Emmanuel Carrère: „Yoga“, Matthes und Seitz, 328 Seiten, 25 Euro.

„Anfänge. Eine neue Geschichte der Menschheit“

Bescheidenheit ist keine Tugend für den Archäologen David Wengrow und den viel zu früh verstorbenen Ethnologen David Graeber: Nichts weniger als eine neue Menschheitsgeschichte wollen die beiden in „Anfänge“ erzählen. Mit kenntnisreichen Anekdoten über indigene Gesellschaften, vor allem aus Nordamerika, wollen Wengrow und Graeber zeigen: die sozialen Strukturen in die wir uns fügen, sind alles andere als selbstverständlich. Abseits von Europa gab es immer Gesellschaften, die egalitärer und freier organisiert waren. (fho)

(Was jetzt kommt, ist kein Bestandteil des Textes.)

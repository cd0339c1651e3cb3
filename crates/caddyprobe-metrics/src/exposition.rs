//! Prometheus text exposition parser.
//!
//! Turns a scraped `/metrics` document into an ordered sequence of
//! [`Record`]s. Parsing never fails as a whole: comments, blank lines and
//! any line that does not match the sample grammar are skipped one by one.
//!
//! Label lists are split on raw commas and each pair on `=`. Escaped commas
//! or `=` inside quoted label values are not understood; a pair that does
//! not split into exactly one key and one value drops the whole line.

use std::collections::HashMap;
use std::sync::LazyLock;

use regex::Regex;
use tracing::debug;

use caddyprobe_core::{MetricValue, Record};

/// `name{labels} value`, labels optional. Values are unsigned decimal or
/// exponent literals; `+Inf`, `NaN`, negatives and trailing timestamps do
/// not match.
static SAMPLE_LINE: LazyLock<Regex> = LazyLock::new(|| {
    Regex::new(r"^([a-z0-9_]+)(\{(.*)\})? +([0-9.e+]+) *$")
        .expect("sample line pattern is valid")
});

/// Parse a whole document into records, in document order.
pub fn parse_exposition(content: &str) -> Vec<Record> {
    records(content).collect()
}

/// Lazily parse a document, yielding records in document order.
pub fn records(content: &str) -> impl Iterator<Item = Record> + '_ {
    content.lines().filter_map(parse_line)
}

/// Parse a single exposition line. Returns `None` for comments, blank
/// lines and anything that does not match the sample grammar.
pub fn parse_line(line: &str) -> Option<Record> {
    if line.is_empty() || line.starts_with('#') {
        return None;
    }

    let Some(caps) = SAMPLE_LINE.captures(line) else {
        debug!(line, "skipping unrecognised exposition line");
        return None;
    };

    let name = &caps[1];
    let labels = match caps.get(3) {
        Some(list) => parse_labels(list.as_str()).or_else(|| {
            debug!(line, "skipping line with malformed labels");
            None
        })?,
        None => HashMap::new(),
    };

    let Some(value) = MetricValue::parse(&caps[4]) else {
        debug!(line, "skipping line with unparseable value");
        return None;
    };

    Some(Record {
        name: name.to_string(),
        labels,
        value,
    })
}

fn parse_labels(list: &str) -> Option<HashMap<String, String>> {
    let mut labels = HashMap::new();
    if list.is_empty() {
        return Some(labels);
    }

    for pair in list.split(',') {
        let mut parts = pair.split('=');
        let (Some(key), Some(value), None) = (parts.next(), parts.next(), parts.next()) else {
            return None;
        };
        labels.insert(key.to_string(), strip_quotes(value).to_string());
    }
    Some(labels)
}

/// Drop one leading and one trailing `"`.
fn strip_quotes(value: &str) -> &str {
    let value = value.strip_prefix('"').unwrap_or(value);
    value.strip_suffix('"').unwrap_or(value)
}
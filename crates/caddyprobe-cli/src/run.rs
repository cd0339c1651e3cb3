//! One probe invocation: fetch → parse → aggregate → evaluate → persist.

use std::path::PathBuf;
use std::time::{Duration, SystemTime, UNIX_EPOCH};

use tracing::{debug, warn};

use caddyprobe_core::{ProbeConfig, ProbeEnv, Snapshot};
use caddyprobe_fetch::fetch_metrics;
use caddyprobe_metrics::{evaluate, parse_exposition, scan};
use caddyprobe_state::SnapshotStore;

use crate::report;

/// Everything a run needs, resolved from config file, environment and flags.
#[derive(Debug, Clone)]
pub struct Settings {
    pub metrics_url: String,
    pub service_name: String,
    pub timeout: Duration,
    pub report_fetch_failure: bool,
    pub state_path: PathBuf,
}

impl Settings {
    pub fn new(config: &ProbeConfig, env: &ProbeEnv) -> Self {
        Self {
            metrics_url: config.metrics_url().to_string(),
            service_name: config.service_name().to_string(),
            timeout: config.timeout(),
            report_fetch_failure: config.report_fetch_failure(),
            state_path: env.state_path.clone(),
        }
    }
}

/// Run the probe once at time `now` (unix seconds).
///
/// Returns the status line to print, or `None` when the endpoint could not
/// be scraped and failure reporting is off. The snapshot is only rewritten
/// when metrics were retrieved.
pub async fn run(settings: &Settings, now: f64) -> Option<String> {
    let store = SnapshotStore::new(&settings.state_path);
    let previous = store.load_or_empty();

    let body = match fetch_metrics(&settings.metrics_url, settings.timeout).await {
        Ok(body) => body,
        Err(e) => {
            debug!(error = %e, url = %settings.metrics_url, "metrics unavailable");
            return settings
                .report_fetch_failure
                .then(|| report::unavailable(&settings.service_name, &e));
        }
    };

    let records = parse_exposition(&body);
    let scan = scan(&records);
    debug!(records = records.len(), "exposition parsed");

    let elapsed = previous.as_ref().and_then(|s| s.elapsed_until(now));
    let measurements = evaluate(&scan.values, previous.as_ref().map(|s| &s.values), elapsed);

    let line = report::render(
        scan.status,
        &settings.service_name,
        &measurements,
        &scan.details,
    );

    if let Err(e) = store.save(&Snapshot::new(now, scan.values)) {
        warn!(error = %e, path = ?store.path(), "failed to persist snapshot");
    }

    Some(line)
}

pub fn now_secs() -> f64 {
    SystemTime::now()
        .duration_since(UNIX_EPOCH)
        .unwrap_or_default()
        .as_secs_f64()
}
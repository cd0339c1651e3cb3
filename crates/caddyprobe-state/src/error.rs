//! Error types for the snapshot store.

use thiserror::Error;

/// Result type alias for snapshot store operations.
pub type StateResult<T> = Result<T, StateError>;

/// Errors that can occur while loading or saving a snapshot.
#[derive(Debug, Error)]
pub enum StateError {
    #[error("read error: {0}")]
    Read(String),

    #[error("write error: {0}")]
    Write(String),

    #[error("serialization error: {0}")]
    Serialize(String),

    #[error("deserialization error: {0}")]
    Deserialize(String),
}
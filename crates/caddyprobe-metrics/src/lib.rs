//! caddyprobe-metrics — turns a scraped Caddy `/metrics` document into
//! status-line measurements.
//!
//! # Architecture
//!
//! ```text
//! raw text
//!   └── exposition::parse_exposition() → Vec<Record>
//!         └── aggregate::scan() → Scan { values, details, status }
//!               └── rates::evaluate(values, previous, elapsed) → Vec<Measurement>
//! ```
//!
//! `Scan::values` is also what gets persisted as the next run's baseline.

pub mod aggregate;
pub mod exposition;
pub mod rates;

pub use aggregate::{Scan, scan};
pub use exposition::{parse_exposition, parse_line, records};
pub use rates::evaluate;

David Graeber und David Wengrow: „Anfänge. Eine neue Geschichte der Menschheit“, Klett-Cotta, 672 Seiten, 28 Euro.

„Der endlose Sommer“

Madame Nielsens schmaler Roman „Der endlose Sommer“ fühlt sich an wie ein verdöster Tag am Meer: In gewunden-hypnotischen Sätzen schildert die dänische Performance- und Lebenskünstlerin die erotischen und intellektuellen Verstrickungen einer kleinen Gruppe aus zarten Jünglingen, jungen Mädchen, aufbäumenden Ehefrauen und sexy portugiesischen Brieffreunden. Das wirkt, als hätte der große französische Konversationsregisseur Eric Rohmer Marcel Prousts schönstes Ferienerlebnis mit reichlich Vaseline vor der Linse verfilmt, ziemlich toll also. (cbo)

Madame Nielsen: „Der endlose Sommer“, Kiepenheuer&Witsch, 192 Seiten, 18 Euro 

„Alexander von Humboldt und die Erfindung der Natur“

Falls Ihr Urlaub mit Ärger über ausgefallene Flüge oder verspätete Bahnen beginnt, ist Andrea Wulfs Ideen- und Abenteuergeschichte „Alexander von Humboldt und die Erfindung der Natur“ genau die richtige Lektüre, um die Dinge wieder ins Lot zu setzen: Wie die reine Wissbegier den letzten Universalgelehrten jeden Vulkan herauf und jeden Flusslauf hinunter trieb, wie ihn seine entbehrungsreiche Datensammlung zum heute hochaktuellen holistischen Bild einer Natur, in der alles mit allem zusammenhängt, geführt hat, das kann man hier nachlesen und staunen. (cbo)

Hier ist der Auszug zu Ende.